- [Problem description]: From the data below, set down exactly the lines between the one holding "self.camera.height = size.height;" and the one holding "device.clear(ClearMask::COLOR | ClearMask::DEPTH", inclusive, and no others.

- [Supplied material]:

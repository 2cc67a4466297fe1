/// Vertex record and field layout lookup

use std::mem::{offset_of, size_of};
use bytemuck::{Pod, Zeroable};
use glam::{Vec2, Vec3, Vec4};

/// Byte layout of a vertex record, by field name
///
/// Used by [`Mesh::vertex_attribute_pointer`](crate::resource::Mesh::vertex_attribute_pointer)
/// to source a shader input from one field.
pub trait VertexLayout: Pod {
    /// Byte offset of `field`, `None` if the record has no such field
    fn field_offset(field: &str) -> Option<usize>;

    /// Distance in bytes between consecutive records
    fn stride() -> usize {
        size_of::<Self>()
    }
}

/// Standard vertex: position, tangent frame, color and one UV set
///
/// Stored as plain float arrays so the record is tightly packed (72 bytes)
/// with no SIMD padding.
#[repr(C)]
#[derive(Debug, Clone, Copy, PartialEq, Default, Pod, Zeroable)]
pub struct Vertex {
    pub position: [f32; 3],
    pub normal: [f32; 3],
    pub tangent: [f32; 3],
    pub bitangent: [f32; 3],
    pub color: [f32; 4],
    pub tex_coord: [f32; 2],
}

impl Vertex {
    /// Vertex with position, normal and UV; tangent frame and color zeroed
    pub fn new(position: Vec3, normal: Vec3, tex_coord: Vec2) -> Self {
        Self {
            position: position.to_array(),
            normal: normal.to_array(),
            tex_coord: tex_coord.to_array(),
            ..Self::default()
        }
    }

    pub fn with_color(mut self, color: Vec4) -> Self {
        self.color = color.to_array();
        self
    }

    pub fn with_tangent_frame(mut self, tangent: Vec3, bitangent: Vec3) -> Self {
        self.tangent = tangent.to_array();
        self.bitangent = bitangent.to_array();
        self
    }

    pub fn position(&self) -> Vec3 {
        Vec3::from_array(self.position)
    }

    pub fn normal(&self) -> Vec3 {
        Vec3::from_array(self.normal)
    }

    pub fn tex_coord(&self) -> Vec2 {
        Vec2::from_array(self.tex_coord)
    }
}

impl VertexLayout for Vertex {
    fn field_offset(field: &str) -> Option<usize> {
        match field {
            "position" => Some(offset_of!(Vertex, position)),
            "normal" => Some(offset_of!(Vertex, normal)),
            "tangent" => Some(offset_of!(Vertex, tangent)),
            "bitangent" => Some(offset_of!(Vertex, bitangent)),
            "color" => Some(offset_of!(Vertex, color)),
            "tex_coord" => Some(offset_of!(Vertex, tex_coord)),
            _ => None,
        }
    }
}

#[cfg(test)]
#[path = "vertex_tests.rs"]
mod tests;
/// Reference drawing service: a lit cube driven by an externally owned
/// [`SceneTransform`]
///
/// Load arguments: `[GraphicsHost, Rc<RefCell<SceneTransform>>]`.

use std::cell::RefCell;
use std::rc::Rc;
use glam::{Mat4, Quat, Vec3, Vec4};

use crate::camera::Camera;
use crate::error::{Error, Result};
use crate::graphics_device::{ClearMask, ShaderStage};
use crate::renderer::{DrawingService, GraphicsHost, LoadArgs, ShaderSources};
use crate::resource::{GraphicsResource, Mesh, MeshFactory, RenderPipeline, Shader};
use crate::{engine_debug, engine_raise};

const CAMERA_POSITION: Vec3 = Vec3::new(0.0, 0.0, 10.0);
const CAMERA_FOV_DEGREES: f32 = 45.0;
const BACKGROUND: [f32; 4] = [0.2, 0.2, 0.2, 1.0];
const CUBE_SIZE: f32 = 1.0;

/// Color the cube pulses towards
const PULSE_COLOR: Vec4 = Vec4::new(1.0, 0.0, 0.0, 1.0);

/// Vertex inputs: (attribute, components, vertex field)
const ATTRIBUTES: [(&str, u32, &str); 6] = [
    ("in_position", 3, "position"),
    ("in_normal", 3, "normal"),
    ("in_tangent", 3, "tangent"),
    ("in_bitangent", 3, "bitangent"),
    ("in_color", 4, "color"),
    ("in_tex_coord", 2, "tex_coord"),
];

/// Model placement edited by the application (UI sliders, scripts...)
#[derive(Debug, Clone, Copy, PartialEq)]
pub struct SceneTransform {
    /// Rotation about +Y, radians
    pub rotation_angle: f32,
    /// Uniform scale
    pub scale: f32,
    pub position: Vec3,
}

impl Default for SceneTransform {
    fn default() -> Self {
        Self {
            rotation_angle: 0.0,
            scale: 1.0,
            position: Vec3::ZERO,
        }
    }
}

impl SceneTransform {
    /// Object-to-world matrix: rotate, then scale, then translate
    pub fn model_matrix(&self) -> Mat4 {
        Mat4::from_translation(self.position)
            * Mat4::from_scale(Vec3::splat(self.scale))
            * Mat4::from_quat(Quat::from_rotation_y(self.rotation_angle))
    }
}

struct Transforms {
    model: Mat4,
    view: Mat4,
    projection: Mat4,
    object_to_world: Mat4,
    object_to_clip: Mat4,
    world_to_object: Mat4,
}

struct Parameters {
    color: Vec4,
}

crate::uniform_block!(Transforms {
    model,
    view,
    projection,
    object_to_world,
    object_to_clip,
    world_to_object,
});
crate::uniform_block!(Parameters { color });

/// Resources that only exist between `load` and `unload`
struct Loaded {
    host: GraphicsHost,
    scene: Rc<RefCell<SceneTransform>>,
    pipeline: RenderPipeline,
    cube: Mesh,
}

pub struct SimpleDrawingService {
    loaded: Option<Loaded>,
    camera: Camera,
    model: Mat4,
    color: Vec4,
}

impl SimpleDrawingService {
    pub fn new() -> Self {
        let mut camera = Camera::new(CAMERA_POSITION);
        camera.set_fov(CAMERA_FOV_DEGREES);
        Self {
            loaded: None,
            camera,
            model: Mat4::IDENTITY,
            color: PULSE_COLOR,
        }
    }

    pub fn is_loaded(&self) -> bool {
        self.loaded.is_some()
    }

    pub fn camera(&self) -> &Camera {
        &self.camera
    }

    /// Model matrix computed by the last update
    pub fn model(&self) -> Mat4 {
        self.model
    }

    /// Cube color computed by the last update
    pub fn color(&self) -> Vec4 {
        self.color
    }

    fn loaded(&self) -> Result<&Loaded> {
        self.loaded.as_ref().ok_or_else(|| {
            engine_raise!("vpgfx::SimpleDrawingService", Error::InvalidState(
                "drawing service is not loaded".to_string()
            ))
        })
    }
}

impl Default for SimpleDrawingService {
    fn default() -> Self {
        Self::new()
    }
}

impl DrawingService for SimpleDrawingService {
    fn load(&mut self, args: &LoadArgs) -> Result<()> {
        args.require(2)?;
        let host = args.host()?;
        let scene = args.get::<RefCell<SceneTransform>>(1)?;
        let context = host.context()?;

        let sources = ShaderSources::solid_color();
        let vertex = Shader::new(&context, ShaderStage::Vertex, &sources.vertex)?;
        let fragment = Shader::new(&context, ShaderStage::Fragment, &sources.fragment)?;
        let pipeline = RenderPipeline::new(&context, &vertex, &fragment)?;

        let (vertices, indices) = MeshFactory::cube(CUBE_SIZE);
        let cube = Mesh::new(&context, &vertices, &indices)?;

        self.loaded = Some(Loaded { host, scene, pipeline, cube });
        engine_debug!("vpgfx::SimpleDrawingService", "loaded");
        Ok(())
    }

    fn unload(&mut self) {
        if let Some(mut loaded) = self.loaded.take() {
            loaded.cube.release();
            loaded.pipeline.release();
            engine_debug!("vpgfx::SimpleDrawingService", "unloaded");
        }
    }

    fn resize(&mut self, width: u32, height: u32) {
        self.camera.width = width;
        self.camera.height = height;
    }

    fn update(&mut self, elapsed: f64) -> Result<()> {
        let loaded = self.loaded()?;
        let model = loaded.scene.borrow().model_matrix();
        let size = loaded.host.surface_size();

        self.model = model;
        self.color = Vec4::ONE.lerp(PULSE_COLOR, elapsed.sin() as f32);
        self.camera.width = size.width;
        self.camera.height = size.height;
        Ok(())
    }

    fn render(&mut self, _elapsed: f64) -> Result<()> {
        let loaded = self.loaded()?;

        {
            let context = loaded.host.context()?;
            let mut ctx = context.borrow_mut();
            let device = ctx.device();
            device.clear_color(BACKGROUND);
            device.clear(ClearMask::COLOR | ClearMask::DEPTH | ClearMask::STENCIL);
        }

        let view = self.camera.view_matrix();
        let projection = self.camera.projection_matrix();
        let transforms = Transforms {
            model: self.model,
            view,
            projection,
            object_to_world: self.model,
            object_to_clip: projection * view * self.model,
            world_to_object: self.model.inverse(),
        };
        let parameters = Parameters { color: self.color };

        let pipeline = &loaded.pipeline;
        pipeline.bind()?;
        pipeline.set_uniform_block("", &transforms)?;
        pipeline.set_uniform_block("", &parameters)?;

        for (attribute, components, field) in ATTRIBUTES {
            if let Some(location) = pipeline.attribute_location(attribute) {
                loaded.cube.vertex_attribute_pointer(location, components, field)?;
            }
        }
        loaded.cube.draw()?;
        pipeline.unbind();
        Ok(())
    }
}

#[cfg(test)]
#[path = "simple_drawing_service_tests.rs"]
mod tests;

- [Answer]:
        self.camera.height = size.height;
        Ok(())
    }

    fn render(&mut self, _elapsed: f64) -> Result<()> {
        let loaded = self.loaded()?;

        {
            let context = loaded.host.context()?;
            let mut ctx = context.borrow_mut();
            let device = ctx.device();
            device.clear_color(BACKGROUND);
            device.clear(ClearMask::COLOR | ClearMask::DEPTH | ClearMask::STENCIL);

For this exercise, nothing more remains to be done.